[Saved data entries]
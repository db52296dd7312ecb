//! Simulated position state machine.
//!
//! One call to [`Position::step`] processes one bar in a fixed order:
//!
//! a. stop-loss hit → close remaining at the stop
//! b. take-profit hit → close remaining at the target
//! c. break-even move once the bar reaches the trigger
//! d. partial exit once the bar reaches the partial trigger
//! e. trailing activation after the partial, once the bar reaches the trail trigger
//! f. trailing update, closing the remainder if the bar breaches the trail
//!
//! Break-even, partial and trailing are independent flags that only ever turn on.

use chrono::{DateTime, Utc};

use crate::domain::{Bar, ExitFill, ExitReason, LifecycleFlags, Side, TradeOutcome};

use super::ratchet::TrailingStop;
use super::{Entry, RiskParams};

/// Result of stepping one bar.
#[derive(Debug, Clone, Copy, PartialEq, Eq)]
pub enum StepEvent {
    Holding,
    Closed(TradeOutcome),
}

#[derive(Debug, Clone, PartialEq)]
pub struct Position {
    pub side: Side,
    pub entry_time: DateTime<Utc>,
    pub entry_price: f64,
    pub stop_loss: f64,
    pub take_profit: f64,
    /// Fraction of the original size still open, in `(0, 1]`.
    pub remaining_size: f64,
    pub flags: LifecycleFlags,
    pub trailing_stop: Option<TrailingStop>,
    params: RiskParams,
}

impl Position {
    pub fn open(entry: Entry, params: RiskParams) -> Self {
        let sign = entry.side.sign();
        Self {
            side: entry.side,
            entry_time: entry.time,
            entry_price: entry.price,
            stop_loss: entry.price - sign * params.stop_loss,
            take_profit: entry.price + sign * params.take_profit,
            remaining_size: 1.0,
            flags: LifecycleFlags::default(),
            trailing_stop: None,
            params,
        }
    }

    /// Advance the position by one bar, appending any exit fills to `fills`.
    pub fn step(&mut self, bar: &Bar, fills: &mut Vec<ExitFill>) -> StepEvent {
        let sign = self.side.sign();
        let (favorable, adverse) = match self.side {
            Side::Long => (bar.high, bar.low),
            Side::Short => (bar.low, bar.high),
        };

        // a. stop-loss
        if self.crossed_against(adverse, self.stop_loss) {
            fills.push(self.close_remaining(bar.time, self.stop_loss, ExitReason::StopLoss));
            return StepEvent::Closed(self.outcome(false));
        }

        // b. take-profit
        if self.crossed_toward(favorable, self.take_profit) {
            fills.push(self.close_remaining(bar.time, self.take_profit, ExitReason::TakeProfit));
            return StepEvent::Closed(self.outcome(true));
        }

        // c. break-even
        if !self.flags.break_even_moved && self.reached(favorable, self.params.break_even_trigger) {
            self.move_to_break_even();
        }

        // d. partial exit
        if !self.flags.partial_taken && self.reached(favorable, self.params.partial_trigger) {
            let size = self.params.partial_ratio * self.remaining_size;
            let price = self.entry_price + sign * self.params.partial_trigger;
            fills.push(self.fill(bar.time, price, size, ExitReason::Partial));
            self.remaining_size -= size;
            self.flags.partial_taken = true;
            tracing::debug!(time = %bar.time, price, size, remaining = self.remaining_size, "partial exit");
            if !self.flags.break_even_moved {
                self.move_to_break_even();
            }
        }

        // e. trailing activation
        if self.flags.partial_taken
            && !self.flags.trailing
            && self.reached(favorable, self.params.trail_trigger)
        {
            let trail = TrailingStop::activate(self.side, favorable, self.params.trail_distance);
            tracing::debug!(time = %bar.time, level = trail.level(), "trailing stop activated");
            self.trailing_stop = Some(trail);
            self.flags.trailing = true;
        }

        // f. trailing update
        if let Some(trail) = self.trailing_stop.as_mut() {
            let level = trail.follow(favorable);
            if trail.is_breached(adverse) {
                fills.push(self.close_remaining(bar.time, level, ExitReason::TrailingStop));
                return StepEvent::Closed(self.outcome(true));
            }
        }

        StepEvent::Holding
    }

    /// Outcome when the remainder closes now.
    fn outcome(&self, win: bool) -> TradeOutcome {
        match (win, self.flags.partial_taken) {
            (true, false) => TradeOutcome::Win,
            (true, true) => TradeOutcome::PartialThenWin,
            (false, false) => TradeOutcome::Loss,
            (false, true) => TradeOutcome::PartialThenLoss,
        }
    }

    fn move_to_break_even(&mut self) {
        self.stop_loss = self.entry_price + self.side.sign() * self.params.break_even_buffer;
        self.flags.break_even_moved = true;
        tracing::debug!(stop_loss = self.stop_loss, "stop moved to break-even");
    }

    /// Whether the favorable extreme is at least `distance` beyond entry.
    fn reached(&self, favorable: f64, distance: f64) -> bool {
        match self.side {
            Side::Long => favorable >= self.entry_price + distance,
            Side::Short => favorable <= self.entry_price - distance,
        }
    }

    fn crossed_against(&self, adverse: f64, level: f64) -> bool {
        match self.side {
            Side::Long => adverse <= level,
            Side::Short => adverse >= level,
        }
    }

    fn crossed_toward(&self, favorable: f64, level: f64) -> bool {
        match self.side {
            Side::Long => favorable >= level,
            Side::Short => favorable <= level,
        }
    }

    fn close_remaining(&mut self, time: DateTime<Utc>, price: f64, reason: ExitReason) -> ExitFill {
        let fill = self.fill(time, price, self.remaining_size, reason);
        self.remaining_size = 0.0;
        tracing::debug!(%time, price, ?reason, pnl_pips = fill.pnl_pips, "position closed");
        fill
    }

    fn fill(&self, time: DateTime<Utc>, price: f64, size: f64, reason: ExitReason) -> ExitFill {
        let pnl_pips = self.side.sign() * (price - self.entry_price) / self.params.pip_size * size;
        ExitFill {
            time,
            price,
            size,
            reason,
            pnl_pips,
            pnl_currency: pnl_pips * self.params.pip_value,
        }
    }
}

> [Task to carry out]
Look for the string "high" in the entries above. Copy every line that has it.

> [Result]
            Side::Long => (bar.high, bar.low),
            Side::Short => (bar.low, bar.high),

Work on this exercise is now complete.